***** RECORDS FOR THE EXERCISE *****

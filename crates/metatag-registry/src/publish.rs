//! Publishing local registry commits.
//!
//! Publishing checks that the registry branch is strictly ahead of its
//! upstream, verifies every changed version entry against the package's
//! tags, runs the consistency checks, pushes the package tags and finally
//! prepares a pull request for the registry branch. Nothing is pushed until
//! every check has passed.

use std::collections::{BTreeMap, BTreeSet};

use metatag_vcs::{ContentStore, GitRepo, HostingApi};

use crate::check::check_metadata;
use crate::error::{RegistryError, Result};
use crate::graph::DependencyGraph;
use crate::layout::{self, Workspace};
use crate::pull_request::{open_pull_request, PullRequest};
use crate::version::Version;

/// Tags pushed for one package.
#[derive(Debug, Clone, Default, PartialEq, Eq)]
pub struct PackagePush {
    pub package: String,
    /// Tags of rewritable versions, pushed with force.
    pub forced: Vec<String>,
    /// Tags of immutable versions.
    pub unforced: Vec<String>,
}

/// The outcome of a successful publish.
#[derive(Debug, Clone)]
pub struct PublishReport {
    pub branch: String,
    pub pushes: Vec<PackagePush>,
    pub pull_request: PullRequest,
}

/// Publish the registry `branch`, pushing to the branch `pr_branch` on the
/// fork (default `pull-request/<short commit>`).
pub fn publish(
    ws: &Workspace,
    branch: &str,
    pr_branch: Option<&str>,
    graph: &dyn DependencyGraph,
    hosting: &dyn HostingApi,
) -> Result<PublishReport> {
    let registry = ws.open_registry()?;
    let current = registry.current_branch()?;
    if current.as_deref() != Some(branch) {
        return Err(RegistryError::WrongBranch {
            expected: branch.to_string(),
            actual: current.unwrap_or_else(|| "detached HEAD".to_string()),
        });
    }

    let remote = ws.registry_remote();
    registry.fetch(remote)?;
    let upstream = format!("{remote}/{branch}");
    let (behind, ahead) = registry.rev_count(&upstream, branch)?;
    if behind > 0 {
        return Err(RegistryError::BehindUpstream {
            upstream,
            commits: behind,
        });
    }
    if ahead == 0 {
        return Err(RegistryError::NothingToPublish {
            branch: branch.to_string(),
        });
    }

    let changed = changed_entries(&registry, &upstream, branch)?;
    let mut repos = BTreeMap::new();
    let mut pushes = Vec::new();
    for (package, versions) in &changed {
        let repo = ws.open_package(package)?;
        pushes.push(verify_tags(&repo, package, versions)?);
        repos.insert(package.clone(), repo);
    }

    let touched: BTreeSet<String> = changed.keys().cloned().collect();
    check_metadata(ws.registry_dir(), &touched, graph)?;

    let mut pushed = Vec::new();
    for push in &pushes {
        let Some(repo) = repos.get(&push.package) else {
            continue;
        };
        push_tags(repo, ws.package_remote(), push).map_err(|source| RegistryError::PushFailed {
            package: push.package.clone(),
            pushed: pushed.clone(),
            source,
        })?;
        pushed.push(push.package.clone());
    }

    let pull_request = open_pull_request(&registry, hosting, remote, Some(branch), None, pr_branch)?;
    Ok(PublishReport {
        branch: branch.to_string(),
        pushes,
        pull_request,
    })
}

/// Version pointers added or changed on `branch` since `upstream`. A pointer
/// that already existed upstream must not have changed.
fn changed_entries(
    registry: &GitRepo,
    upstream: &str,
    branch: &str,
) -> Result<BTreeMap<String, BTreeMap<Version, String>>> {
    let mut changed: BTreeMap<String, BTreeMap<Version, String>> = BTreeMap::new();
    for path in registry.diff(upstream, branch)? {
        let Some((package, version)) = layout::parse_sha1_path(&path) else {
            continue;
        };
        let Some(new) = read_pointer(registry, branch, &path)? else {
            continue;
        };
        if let Some(old) = read_pointer(registry, upstream, &path)? {
            if old != new {
                return Err(RegistryError::PointerDivergence {
                    package,
                    version: version.to_string(),
                    old,
                    new,
                });
            }
        }
        changed.entry(package).or_default().insert(version, new);
    }
    Ok(changed)
}

fn read_pointer(registry: &GitRepo, reference: &str, path: &str) -> Result<Option<String>> {
    Ok(registry
        .read_blob_at(reference, path)?
        .map(|bytes| String::from_utf8_lossy(&bytes).trim().to_string()))
}

/// Check each version's tag against its registry pointer and sort the tags
/// into forced and unforced pushes.
fn verify_tags(
    repo: &GitRepo,
    package: &str,
    versions: &BTreeMap<Version, String>,
) -> Result<PackagePush> {
    let mut push = PackagePush {
        package: package.to_string(),
        ..PackagePush::default()
    };
    for (version, pointer) in versions {
        let tag = version.tag_name();
        let Some(commit) = repo.resolve_ref(&format!("refs/tags/{tag}"))? else {
            return Err(RegistryError::UntaggedEntry {
                package: package.to_string(),
                version: version.to_string(),
                pointer: pointer.clone(),
            });
        };
        if &commit != pointer {
            return Err(RegistryError::TagMismatch {
                package: package.to_string(),
                version: version.to_string(),
                expected: pointer.clone(),
                actual: commit,
            });
        }
        if version.is_rewritable() {
            push.forced.push(tag);
        } else {
            push.unforced.push(tag);
        }
    }
    Ok(push)
}

fn push_tags(repo: &GitRepo, remote: &str, push: &PackagePush) -> metatag_vcs::Result<()> {
    let refspecs = |tags: &[String]| -> Vec<String> {
        tags.iter()
            .map(|tag| format!("refs/tags/{tag}:refs/tags/{tag}"))
            .collect()
    };
    if !push.forced.is_empty() {
        repo.push(remote, &refspecs(&push.forced), true)?;
    }
    if !push.unforced.is_empty() {
        repo.push(remote, &refspecs(&push.unforced), false)?;
    }
    Ok(())
}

*****

▶ [WORK INSTRUCTIONS]
For the string "graph", work out how many lines of the data contain it; answer with the number alone.

▶ [EXERCISE SOLUTION]
3